In the world of AI, an algorithm’s performance greatly depends on having a large amount of high-quality data. Unfortunately, collecting such data was always expensive and time-consuming, giving an advantage to big tech companies with a large reach and deep pockets. Not anymore! Synthetic data is now disrupting the tech-scene and leveling up the playing field.

 

 

Synthetic images – or any other kind of synthetic data – are computer-generated images that mimic real-life images. Instead of relying completely on a big pool of annotated images to train our models, at TAWNY, our colleagues Ciprian Corneanu and Simon Kibler, are generating and using synthetic images for training. The generated dataset closely follows the structure of real sample data and reflects its main statistical properties. This method is inexpensive, allows more flexibility and dismisses any privacy concerns posed by using images of real people. Recent results by researchers at the Data to AI Lab at MIT suggest that synthetic data can successfully replace real data in software writing and testing (1).

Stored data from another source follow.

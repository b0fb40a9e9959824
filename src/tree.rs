use serde::Serialize;
use std::collections::BTreeSet;

/// GitHub serves at most this many branches per page; only one page is read.
pub const BRANCH_PAGE_SIZE: usize = 100;

/// Branch names of a repository, sorted by name.
#[derive(Debug, Clone, Default, PartialEq, Eq, Serialize)]
pub struct BranchList {
    names: Vec<String>,
    /// The page came back full, so more branches may exist.
    pub may_be_incomplete: bool,
}

impl BranchList {
    pub fn new(names: impl IntoIterator<Item = String>) -> Self {
        let mut names: Vec<String> = names.into_iter().collect();
        let may_be_incomplete = names.len() >= BRANCH_PAGE_SIZE;
        names.sort();
        names.dedup();
        Self {
            names,
            may_be_incomplete,
        }
    }

    pub fn names(&self) -> &[String] {
        &self.names
    }

    pub fn contains(&self, name: &str) -> bool {
        self.names.binary_search_by(|n| n.as_str().cmp(name)).is_ok()
    }

    pub fn first(&self) -> Option<&str> {
        self.names.first().map(String::as_str)
    }

    pub fn len(&self) -> usize {
        self.names.len()
    }

    pub fn is_empty(&self) -> bool {
        self.names.is_empty()
    }
}

/// Every file path of one branch.
///
/// When `truncated` is set GitHub cut the listing short and `paths` is only
/// part of the real tree.
#[derive(Debug, Clone, Default, PartialEq, Eq, Serialize)]
pub struct FileTree {
    pub paths: BTreeSet<String>,
    pub truncated: bool,
}

impl FileTree {
    pub fn len(&self) -> usize {
        self.paths.len()
    }

    pub fn is_empty(&self) -> bool {
        self.paths.is_empty()
    }
}
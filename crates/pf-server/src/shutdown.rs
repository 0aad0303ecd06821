//! Graceful shutdown: stop accepting new connections, cancel a root
//! context shared with plugins, run every
//! shutdown-capable plugin in reverse init order with a deadline-bearing
//! context, then drain outstanding requests.

use std::sync::Arc;
use std::sync::atomic::{AtomicBool, Ordering};
use std::time::{Duration, Instant};

use pf_core::{Error, Result};
use pf_plugins::plugin::ShutdownContext;
use pf_plugins::registry::Registry;
use tokio::sync::Notify;

/// The root cancellation source shared with every plugin and request
/// context. Cloning shares the same underlying flag.
#[derive(Clone)]
pub struct RootContext {
	cancelled: Arc<AtomicBool>,
	notify: Arc<Notify>,
}

impl Default for RootContext {
	fn default() -> Self {
		Self { cancelled: Arc::new(AtomicBool::new(false)), notify: Arc::new(Notify::new()) }
	}
}

impl RootContext {
	pub fn new() -> Self {
		Self::default()
	}

	pub fn is_cancelled(&self) -> bool {
		self.cancelled.load(Ordering::SeqCst)
	}

	pub fn cancel(&self) {
		self.cancelled.store(true, Ordering::SeqCst);
		self.notify.notify_waiters();
	}

	/// Resolves once [`RootContext::cancel`] has been called.
	pub async fn cancelled(&self) {
		if self.is_cancelled() {
			return;
		}
		self.notify.notified().await;
	}
}

/// Drives the shutdown sequence: cancels the root context, then runs every
/// plugin's `shutdown` hook in reverse init order under `deadline`.
/// Returns the plugin shutdown errors, if any — callers decide whether
/// that should translate into a non-zero exit.
pub async fn graceful_shutdown(
	root: &RootContext,
	registry: &Registry,
	deadline: Option<Duration>,
) -> std::result::Result<(), Vec<Error>> {
	root.cancel();
	let ctx = match deadline {
		Some(d) => ShutdownContext::with_deadline(Instant::now() + d),
		None => ShutdownContext::default(),
	};
	registry.shutdown(&ctx).await
}

/// Waits for either `SIGTERM` or `SIGINT`, whichever arrives first, to
/// trigger the shutdown sequence. Not itself tested (signal delivery is
/// not meaningfully exercised in a unit test); `graceful_shutdown` is what
/// carries the behavior under test.
#[cfg(unix)]
pub async fn wait_for_shutdown_signal() -> Result<()> {
	use tokio::signal::unix::{SignalKind, signal};

	let mut terminate =
		signal(SignalKind::terminate()).map_err(|e| Error::internal("install SIGTERM handler").with_cause(e))?;
	let mut interrupt =
		signal(SignalKind::interrupt()).map_err(|e| Error::internal("install SIGINT handler").with_cause(e))?;
	tokio::select! {
		_ = terminate.recv() => {}
		_ = interrupt.recv() => {}
	}
	Ok(())
}

#[cfg(not(unix))]
pub async fn wait_for_shutdown_signal() -> Result<()> {
	tokio::signal::ctrl_c().await.map_err(|e| Error::internal("install ctrl-c handler").with_cause(e))
}

#[cfg(test)]
mod tests {
	use async_trait::async_trait;
	use pf_plugins::plugin::{InitContext, Plugin};

	use super::*;

	#[tokio::test]
	async fn cancel_resolves_pending_cancelled_futures() {
		let root = RootContext::new();
		let waiter = root.clone();
		let handle = tokio::spawn(async move {
			waiter.cancelled().await;
		});
		tokio::task::yield_now().await;
		root.cancel();
		handle.await.unwrap();
		assert!(root.is_cancelled());
	}

	#[tokio::test]
	async fn already_cancelled_context_resolves_immediately() {
		let root = RootContext::new();
		root.cancel();
		root.cancelled().await;
	}

	#[tokio::test]
	async fn graceful_shutdown_cancels_root_and_runs_plugins_in_reverse_order() {
		struct Tracking(&'static str, Arc<parking_lot::RwLock<Vec<String>>>);
		#[async_trait]
		impl Plugin for Tracking {
			fn name(&self) -> &str {
				self.0
			}
			async fn shutdown(&self, _ctx: &ShutdownContext) -> Result<()> {
				self.1.write().push(self.0.to_string());
				Ok(())
			}
		}

		let seen = Arc::new(parking_lot::RwLock::new(Vec::new()));
		let registry = Registry::new();
		registry.register(Arc::new(Tracking("first", seen.clone()))).unwrap();
		registry.register(Arc::new(Tracking("second", seen.clone()))).unwrap();
		registry.init(&InitContext::default()).await.unwrap();

		let root = RootContext::new();
		graceful_shutdown(&root, &registry, Some(Duration::from_secs(1))).await.unwrap();

		assert!(root.is_cancelled());
		assert_eq!(*seen.read(), vec!["second", "first"]);
	}

	#[tokio::test]
	async fn graceful_shutdown_collects_plugin_errors() {
		struct Failing;
		#[async_trait]
		impl Plugin for Failing {
			fn name(&self) -> &str {
				"failing"
			}
			async fn shutdown(&self, _ctx: &ShutdownContext) -> Result<()> {
				Err(Error::internal("refused to stop"))
			}
		}

		let registry = Registry::new();
		registry.register(Arc::new(Failing)).unwrap();
		registry.init(&InitContext::default()).await.unwrap();

		let root = RootContext::new();
		let errors = graceful_shutdown(&root, &registry, None).await.unwrap_err();
		assert_eq!(errors.len(), 1);
	}
}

Collage1_syntheticimages-1

 

The basis for creating photo-realistic synthetic images are the so called Generative Adversarial Nets (GANs). Originally proposed in 2014 (2), they have gained increased attention ever since. In recent years, GANs have been used for many different tasks including Text-to-Image Translation, Face Aging, Face Swapping and Face Synthesis!

GANs are composed of two neural networks, called a discriminator and a generator that play a two-player game. The task of the generator is to generate realistic images while the discriminator learns to decide whether an image is generated, or it Is real. As the discriminator gets better at telling generated from real images, the images created by the generator become more and more realistic.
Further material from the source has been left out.